Battling Bangladesh, and near upsets
Ranked higher than West Indies and Pakistan in ODIs, Bangladesh exhibited in their opening match with a solid bowling effort that they should not be taken lightly. Led by the 19-year-old left-arm quick Fariha Trisna, Bangladesh bowled out South Africa for 207, allowing only one fifty partnership. But South Africa's bowling firepower was too much for them as they went down by 32 runs.
Bangladesh's batters, however, stepped up against New Zealand by getting off the blocks with 45 without loss in six overs against a wayward attack, but they fell flat later in the rain-curtailed game when the hosts pulled up their socks. The 50-plus opening stands in both matches was a testament to Bangladesh's improved quality at the top, as they had put up only two 50-plus opening stands in 41 ODIs before this World Cup.
The near-upsets kept coming in the tournament, especially against South Africa.
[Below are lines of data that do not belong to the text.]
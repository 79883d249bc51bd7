//! Clamped camera window over the world plane.
//!
//! The camera is an axis-aligned rectangle in world space (`Edges`) bounded by
//! two envelopes of the same shape: the outer limit caps how far the window
//! may grow (zoom out) and the inner limit caps how far it may shrink (zoom
//! in). Zoom is checked per edge and applied all-or-nothing; pan moves the
//! window and, under the default [`PanMode`], the envelopes with it.

#[cfg(test)]
#[path = "camera_test.rs"]
mod camera_test;

use serde::{Deserialize, Serialize};
use tracing::debug;

use crate::consts::{DEFAULT_INNER_LIMIT, DEFAULT_OUTER_LIMIT, DEFAULT_WINDOW};

/// A point in either device or world space.
///
/// The same type carries device pixels (origin top-left, y down) and world
/// coordinates (y up). Callers track which space a value is in.
#[derive(Debug, Clone, Copy, PartialEq, Default, Serialize, Deserialize)]
pub struct Point {
    pub x: f64,
    pub y: f64,
}

impl Point {
    #[must_use]
    pub const fn new(x: f64, y: f64) -> Self {
        Self { x, y }
    }
}

impl From<Point> for kurbo::Point {
    fn from(p: Point) -> Self {
        Self::new(p.x, p.y)
    }
}

impl From<kurbo::Point> for Point {
    fn from(p: kurbo::Point) -> Self {
        Self::new(p.x, p.y)
    }
}

/// Logical pan axis.
#[derive(Debug, Clone, Copy, PartialEq, Eq, Serialize, Deserialize)]
pub enum Axis {
    Horizontal,
    Vertical,
}

/// One of the four edges of an [`Edges`] rectangle.
#[derive(Debug, Clone, Copy, PartialEq, Eq)]
enum Side {
    MinX,
    MaxX,
    MinY,
    MaxY,
}

impl Side {
    const ALL: [Self; 4] = [Self::MinX, Self::MaxX, Self::MinY, Self::MaxY];

    /// `+1` for left/bottom edges, `-1` for right/top edges. Multiplying an
    /// edge value or delta by this makes "shrinking" always positive.
    fn inward(self) -> f64 {
        match self {
            Self::MinX | Self::MinY => 1.0,
            Self::MaxX | Self::MaxY => -1.0,
        }
    }
}

/// Four scalar edges of an axis-aligned rectangle in world space.
#[derive(Debug, Clone, Copy, PartialEq, Serialize, Deserialize)]
pub struct Edges {
    pub min_x: f64,
    pub max_x: f64,
    pub min_y: f64,
    pub max_y: f64,
}

impl Edges {
    #[must_use]
    pub const fn new(min_x: f64, max_x: f64, min_y: f64, max_y: f64) -> Self {
        Self { min_x, max_x, min_y, max_y }
    }

    #[must_use]
    pub fn width(&self) -> f64 {
        self.max_x - self.min_x
    }

    #[must_use]
    pub fn height(&self) -> f64 {
        self.max_y - self.min_y
    }

    /// Center of the rectangle.
    #[must_use]
    pub fn center(&self) -> Point {
        Point::new((self.min_x + self.max_x) * 0.5, (self.min_y + self.max_y) * 0.5)
    }

    /// Returns `true` if `other` lies inside `self` on every edge (inclusive).
    #[must_use]
    pub fn encloses(&self, other: &Self) -> bool {
        self.min_x <= other.min_x && other.max_x <= self.max_x && self.min_y <= other.min_y && other.max_y <= self.max_y
    }

    fn get(&self, side: Side) -> f64 {
        match side {
            Side::MinX => self.min_x,
            Side::MaxX => self.max_x,
            Side::MinY => self.min_y,
            Side::MaxY => self.max_y,
        }
    }

    fn get_mut(&mut self, side: Side) -> &mut f64 {
        match side {
            Side::MinX => &mut self.min_x,
            Side::MaxX => &mut self.max_x,
            Side::MinY => &mut self.min_y,
            Side::MaxY => &mut self.max_y,
        }
    }

    fn shift(&mut self, axis: Axis, amount: f64) {
        match axis {
            Axis::Horizontal => {
                self.min_x += amount;
                self.max_x += amount;
            }
            Axis::Vertical => {
                self.min_y += amount;
                self.max_y += amount;
            }
        }
    }
}

/// What a pan moves.
#[derive(Debug, Clone, Copy, PartialEq, Eq, Default)]
pub enum PanMode {
    /// The window and both limit envelopes move together, so zoom limits stay
    /// relative to wherever the user panned to.
    #[default]
    MoveEnvelope,
    /// Only the window moves; limits stay anchored in world coordinates.
    WorldAnchored,
}

/// Error returned when constructing a [`CameraWindow`] with inconsistent bounds.
#[derive(Debug, Clone, PartialEq, thiserror::Error)]
pub enum CameraError {
    #[error("inner limit {inner:?} is not enclosed by outer limit {outer:?}")]
    InnerOutsideOuter { inner: Edges, outer: Edges },
    #[error("window {window:?} does not lie between the inner and outer limits")]
    WindowOutOfBounds { window: Edges },
}

/// Current visible window plus its zoom envelopes.
#[derive(Debug, Clone, Copy, PartialEq)]
pub struct CameraWindow {
    window: Edges,
    outer: Edges,
    inner: Edges,
    pan_mode: PanMode,
}

impl Default for CameraWindow {
    fn default() -> Self {
        Self { window: DEFAULT_WINDOW, outer: DEFAULT_OUTER_LIMIT, inner: DEFAULT_INNER_LIMIT, pan_mode: PanMode::default() }
    }
}

impl CameraWindow {
    /// Build a camera from an initial window and its limits.
    ///
    /// # Errors
    ///
    /// Returns [`CameraError::InnerOutsideOuter`] if `inner` is not enclosed by
    /// `outer`, and [`CameraError::WindowOutOfBounds`] if `window` does not lie
    /// between the two.
    pub fn new(window: Edges, outer: Edges, inner: Edges) -> Result<Self, CameraError> {
        if !outer.encloses(&inner) {
            return Err(CameraError::InnerOutsideOuter { inner, outer });
        }
        if !outer.encloses(&window) || !window.encloses(&inner) {
            return Err(CameraError::WindowOutOfBounds { window });
        }
        Ok(Self { window, outer, inner, pan_mode: PanMode::default() })
    }

    /// Build a camera from an initial window using the default limits.
    ///
    /// # Errors
    ///
    /// Same as [`CameraWindow::new`].
    pub fn with_window(window: Edges) -> Result<Self, CameraError> {
        Self::new(window, DEFAULT_OUTER_LIMIT, DEFAULT_INNER_LIMIT)
    }

    /// Replace the pan policy.
    #[must_use]
    pub fn with_pan_mode(mut self, pan_mode: PanMode) -> Self {
        self.pan_mode = pan_mode;
        self
    }

    /// Current window edges, for the renderer's orthographic projection.
    #[must_use]
    pub fn edges(&self) -> Edges {
        self.window
    }

    #[must_use]
    pub fn outer_limit(&self) -> Edges {
        self.outer
    }

    #[must_use]
    pub fn inner_limit(&self) -> Edges {
        self.inner
    }

    #[must_use]
    pub fn pan_mode(&self) -> PanMode {
        self.pan_mode
    }

    /// Half of the current window's horizontal span.
    #[must_use]
    pub fn half_width(&self) -> f64 {
        self.window.width() * 0.5
    }

    /// Half of the current window's vertical span.
    #[must_use]
    pub fn half_height(&self) -> f64 {
        self.window.height() * 0.5
    }

    /// Shift both edges of `axis` by `amount`. Never fails.
    pub fn pan(&mut self, axis: Axis, amount: f64) {
        match self.pan_mode {
            PanMode::MoveEnvelope => {
                self.window.shift(axis, amount);
                self.outer.shift(axis, amount);
                self.inner.shift(axis, amount);
            }
            PanMode::WorldAnchored => self.window.shift(axis, amount),
        }
    }

    /// Move all four edges toward the center by `amount` (away from it when
    /// negative).
    ///
    /// Every edge is checked before any is written; if one would cross its
    /// limit the window is left untouched. Returns whether the zoom applied.
    pub fn zoom(&mut self, amount: f64) -> bool {
        let admissible = Side::ALL.iter().all(|&side| self.can_move(side, amount * side.inward()));
        if !admissible {
            debug!(amount, window = ?self.window, "zoom rejected at camera limit");
            return false;
        }
        for side in Side::ALL {
            *self.window.get_mut(side) += amount * side.inward();
        }
        true
    }

    /// Whether moving `side` by `delta` keeps it inside its envelope.
    ///
    /// Only the limit in the direction of travel is consulted, so a window
    /// that a world-anchored pan carried outside its limits can still be
    /// zoomed back toward them.
    fn can_move(&self, side: Side, delta: f64) -> bool {
        let dir = side.inward();
        let inward_delta = delta * dir;
        let target = (self.window.get(side) + delta) * dir;
        if inward_delta > 0.0 {
            target <= self.inner.get(side) * dir
        } else if inward_delta < 0.0 {
            target >= self.outer.get(side) * dir
        } else {
            true
        }
    }
}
On Friday, Pakistan did a Bangladesh by limiting South Africa to a chaseable 223 with a middle-order collapse and their batters were on their way to seeing them through. But South Africa's bowlers, led by Shabnim Ismail, once again kept their nerves under pressure and got them two points in the six-run win.
Fielding, forgettable
The opening game did set high standards for the thrill quotient of the rest of the World Cup but not on the fielding front. Devine was dropped twice that evening, amid other sloppy efforts, after New Zealand had put down two as well.
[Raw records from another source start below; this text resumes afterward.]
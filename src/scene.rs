//! Scene model: polygon objects and the forest that owns them.
//!
//! Every [`PolygonObject`] owns its children by value, so the scene is a
//! strict tree per top-level object and no object can have two parents.
//! Top-level objects keep insertion order, which the shallow hit query relies
//! on. Vertices are stored in the object's local space; the object's
//! transform maps local space into its parent's space, and accumulated
//! transforms map into world space (see [`Scene::flatten`]).

#[cfg(test)]
#[path = "scene_test.rs"]
mod scene_test;

use kurbo::Affine;
use uuid::Uuid;

use crate::camera::Point;
use crate::geom::{self, BoundingBox};

/// Unique identifier for a polygon object.
pub type ObjectId = Uuid;

/// Error returned by scene mutations that address a missing object or vertex.
#[derive(Debug, Clone, PartialEq, Eq, thiserror::Error)]
pub enum SceneError {
    #[error("object not found: {0}")]
    NotFound(ObjectId),
    #[error("vertex {index} out of range for object {id} with {len} vertices")]
    VertexOutOfRange { id: ObjectId, index: usize, len: usize },
}

/// A closed polygon with its own affine transform and nested children.
#[derive(Debug, Clone)]
pub struct PolygonObject {
    id: ObjectId,
    vertices: Vec<Point>,
    transform: Affine,
    bbox: Option<BoundingBox>,
    children: Vec<PolygonObject>,
}

impl Default for PolygonObject {
    fn default() -> Self {
        Self::new()
    }
}

impl PolygonObject {
    /// Create an empty polygon with a fresh id and identity transform.
    #[must_use]
    pub fn new() -> Self {
        Self { id: Uuid::new_v4(), vertices: Vec::new(), transform: Affine::IDENTITY, bbox: None, children: Vec::new() }
    }

    /// Create a polygon from a vertex ring in local space.
    #[must_use]
    pub fn with_vertices(vertices: Vec<Point>) -> Self {
        let bbox = BoundingBox::from_points(&vertices);
        Self { vertices, bbox, ..Self::new() }
    }

    /// Replace the local transform.
    #[must_use]
    pub fn with_transform(mut self, transform: Affine) -> Self {
        self.transform = transform;
        self
    }

    #[must_use]
    pub fn id(&self) -> ObjectId {
        self.id
    }

    /// Vertex ring in local space. The last vertex connects back to the first.
    #[must_use]
    pub fn vertices(&self) -> &[Point] {
        &self.vertices
    }

    #[must_use]
    pub fn vertex(&self, index: usize) -> Option<Point> {
        self.vertices.get(index).copied()
    }

    #[must_use]
    pub fn last_vertex_index(&self) -> Option<usize> {
        self.vertices.len().checked_sub(1)
    }

    /// Local-to-parent transform.
    #[must_use]
    pub fn transform(&self) -> Affine {
        self.transform
    }

    pub fn set_transform(&mut self, transform: Affine) {
        self.transform = transform;
    }

    #[must_use]
    pub fn has_bbox(&self) -> bool {
        self.bbox.is_some()
    }

    /// Local-space bounding box; `None` until the first vertex exists.
    #[must_use]
    pub fn bbox(&self) -> Option<&BoundingBox> {
        self.bbox.as_ref()
    }

    #[must_use]
    pub fn children(&self) -> &[PolygonObject] {
        &self.children
    }

    /// Whether a local-space point falls inside this object's bounding box.
    #[must_use]
    pub fn contains(&self, local: Point) -> bool {
        self.bbox.is_some_and(|bbox| bbox.contains(local))
    }

    /// Append a vertex and return its index.
    pub fn push_vertex(&mut self, local: Point) -> usize {
        self.vertices.push(local);
        self.refresh_bbox();
        self.vertices.len() - 1
    }

    /// Move an existing vertex.
    ///
    /// # Errors
    ///
    /// Returns [`SceneError::VertexOutOfRange`] if `index` is past the end.
    pub fn set_vertex(&mut self, index: usize, local: Point) -> Result<(), SceneError> {
        let len = self.vertices.len();
        let slot = self.vertices.get_mut(index).ok_or(SceneError::VertexOutOfRange { id: self.id, index, len })?;
        *slot = local;
        self.refresh_bbox();
        Ok(())
    }

    /// Remove a vertex, returning its position.
    ///
    /// # Errors
    ///
    /// Returns [`SceneError::VertexOutOfRange`] if `index` is past the end.
    pub fn remove_vertex(&mut self, index: usize) -> Result<Point, SceneError> {
        let len = self.vertices.len();
        if index >= len {
            return Err(SceneError::VertexOutOfRange { id: self.id, index, len });
        }
        let removed = self.vertices.remove(index);
        self.refresh_bbox();
        Ok(removed)
    }

    /// Index of the first vertex whose square handle of half-size `half`
    /// contains the local-space point.
    #[must_use]
    pub fn vertex_index_at(&self, local: Point, half: f64) -> Option<usize> {
        self.vertices.iter().position(|v| BoundingBox::around(*v, half).contains(local))
    }

    /// Translate in the parent's space.
    pub fn translate(&mut self, dx: f64, dy: f64) {
        self.transform = Affine::translate((dx, dy)) * self.transform;
    }

    /// Rotate about the center of the local bounding box.
    pub fn rotate(&mut self, degrees: f64) {
        let pivot = self.pivot();
        self.transform = self.transform * geom::rotate_about(pivot, degrees);
    }

    /// Scale uniformly about the center of the local bounding box.
    pub fn scale(&mut self, factor: f64) {
        let pivot = self.pivot();
        self.transform = self.transform * geom::scale_about(pivot, factor);
    }

    /// Nest `child` under this object.
    pub fn add_child(&mut self, child: PolygonObject) -> ObjectId {
        let id = child.id;
        self.children.push(child);
        id
    }

    fn pivot(&self) -> Point {
        self.bbox.map_or_else(Point::default, |bbox| bbox.center())
    }

    fn refresh_bbox(&mut self) {
        self.bbox = BoundingBox::from_points(&self.vertices);
    }
}

/// An object paired with its accumulated local-to-world transform.
#[derive(Debug, Clone, Copy)]
pub struct Placed<'a> {
    pub object: &'a PolygonObject,
    pub world: Affine,
    /// Nesting depth; top-level objects are 0.
    pub depth: usize,
}

/// Insertion-ordered forest of polygon objects.
#[derive(Debug, Clone, Default)]
pub struct Scene {
    roots: Vec<PolygonObject>,
}

impl Scene {
    #[must_use]
    pub fn new() -> Self {
        Self::default()
    }

    /// Append a top-level object.
    pub fn add(&mut self, object: PolygonObject) -> ObjectId {
        let id = object.id;
        self.roots.push(object);
        id
    }

    /// Nest `child` under the object `parent`, wherever it sits in the forest.
    ///
    /// # Errors
    ///
    /// Returns [`SceneError::NotFound`] if `parent` is not in the scene.
    pub fn add_child(&mut self, parent: ObjectId, child: PolygonObject) -> Result<ObjectId, SceneError> {
        let parent = self.get_mut(parent).ok_or(SceneError::NotFound(parent))?;
        Ok(parent.add_child(child))
    }

    /// Remove an object (and its subtree) from anywhere in the forest.
    pub fn remove(&mut self, id: ObjectId) -> Option<PolygonObject> {
        remove_from(&mut self.roots, id)
    }

    #[must_use]
    pub fn get(&self, id: ObjectId) -> Option<&PolygonObject> {
        find(&self.roots, id)
    }

    pub fn get_mut(&mut self, id: ObjectId) -> Option<&mut PolygonObject> {
        find_mut(&mut self.roots, id)
    }

    /// Accumulated local-to-world transform of an object.
    #[must_use]
    pub fn world_transform(&self, id: ObjectId) -> Option<Affine> {
        world_of(&self.roots, id, Affine::IDENTITY)
    }

    /// Top-level objects in insertion order.
    #[must_use]
    pub fn roots(&self) -> &[PolygonObject] {
        &self.roots
    }

    /// Number of top-level objects.
    #[must_use]
    pub fn len(&self) -> usize {
        self.roots.len()
    }

    #[must_use]
    pub fn is_empty(&self) -> bool {
        self.roots.is_empty()
    }

    /// Depth-first walk of the whole forest, parents before children, each
    /// object paired with its accumulated transform.
    ///
    /// Computed fresh on every call so it can never go stale after an edit.
    #[must_use]
    pub fn flatten(&self) -> Vec<Placed<'_>> {
        let mut out = Vec::new();
        let mut stack: Vec<Placed<'_>> =
            self.roots.iter().rev().map(|object| Placed { object, world: object.transform, depth: 0 }).collect();
        while let Some(placed) = stack.pop() {
            stack.extend(placed.object.children.iter().rev().map(|child| Placed {
                object: child,
                world: placed.world * child.transform,
                depth: placed.depth + 1,
            }));
            out.push(placed);
        }
        out
    }

    /// World-space bounds of every object that has geometry.
    #[must_use]
    pub fn world_bounds(&self) -> Option<BoundingBox> {
        self.flatten()
            .iter()
            .filter_map(|p| p.object.bbox().map(|bbox| bbox.transformed(p.world)))
            .reduce(|acc, bbox| acc.union(&bbox))
    }
}

fn find(list: &[PolygonObject], id: ObjectId) -> Option<&PolygonObject> {
    list.iter().find_map(|obj| if obj.id == id { Some(obj) } else { find(&obj.children, id) })
}

fn find_mut(list: &mut [PolygonObject], id: ObjectId) -> Option<&mut PolygonObject> {
    for obj in list {
        if obj.id == id {
            return Some(obj);
        }
        if let Some(found) = find_mut(&mut obj.children, id) {
            return Some(found);
        }
    }
    None
}

fn remove_from(list: &mut Vec<PolygonObject>, id: ObjectId) -> Option<PolygonObject> {
    if let Some(pos) = list.iter().position(|obj| obj.id == id) {
        return Some(list.remove(pos));
    }
    list.iter_mut().find_map(|obj| remove_from(&mut obj.children, id))
}

fn world_of(list: &[PolygonObject], id: ObjectId, parent: Affine) -> Option<Affine> {
    list.iter().find_map(|obj| {
        let world = parent * obj.transform;
        if obj.id == id { Some(world) } else { world_of(&obj.children, id, world) }
    })
}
It barely got better from there. Laura Wolvaardt dropped two the next day, Australia spilled two sitters against England, and although there was the odd extraordinary effort - like Deandra Dottin's stunner at point against England - the same match had as many as seven spills overall.
India have been okay on the field. Pooja Vastrakar hit the stumps down for Suzie Bates's run-out but she also dropped Katey Martin later, while wicketkeeper Richa Ghosh has pushed the bar high with sharp work behind the stumps.
Overall, ESPNcricinfo's ball-by-ball data has recorded a total of 35 drops and missed stumping chances so far, which is a terrible average of nearly four chances gone down per match. England lead the list with a total of eight misses, West Indies seven, and Bangladesh, South Africa and India have the least (two each).
Those runs are coming fast
This World Cup has seen some low-scorers but it is so far also the best as far as scoring rate goes, at 4.76, going past the 4.69 of 2017. The tournament had also started off with a bang, seeing as many as four centuries on the first three days, from Devine, Matthews, Rachael Haynes, and Sciver.
There haven't been any since then but the conversion rate in this World Cup (four centuries in nine matches) is almost the same as in 2017 (14 in 30 games), which puts the current tournament on course to set a new record.
The real Pakistani star
Pakistan have lost all their matches so far and are languishing at the bottom of the table, but they are carrying in their team the star of the tournament. Every time their players get off the team bus, cameras zoom in on captain Bismah Maroof's daughter Fatima, who the mother carries in her arms. While Pakistan's opening game was on - against India - pictures of Maroof getting off the bus with Fatima in her arms went viral, and then videos as well of the Indian team surrounding Maroof and her daughter after the match.
Maroof took it another level in their next game, played on International Women's Day, when she brought up her half-century and brought out the baby-rocking celebration while her daughter looked on from team member Tuba Hassan's arms in the dressing room.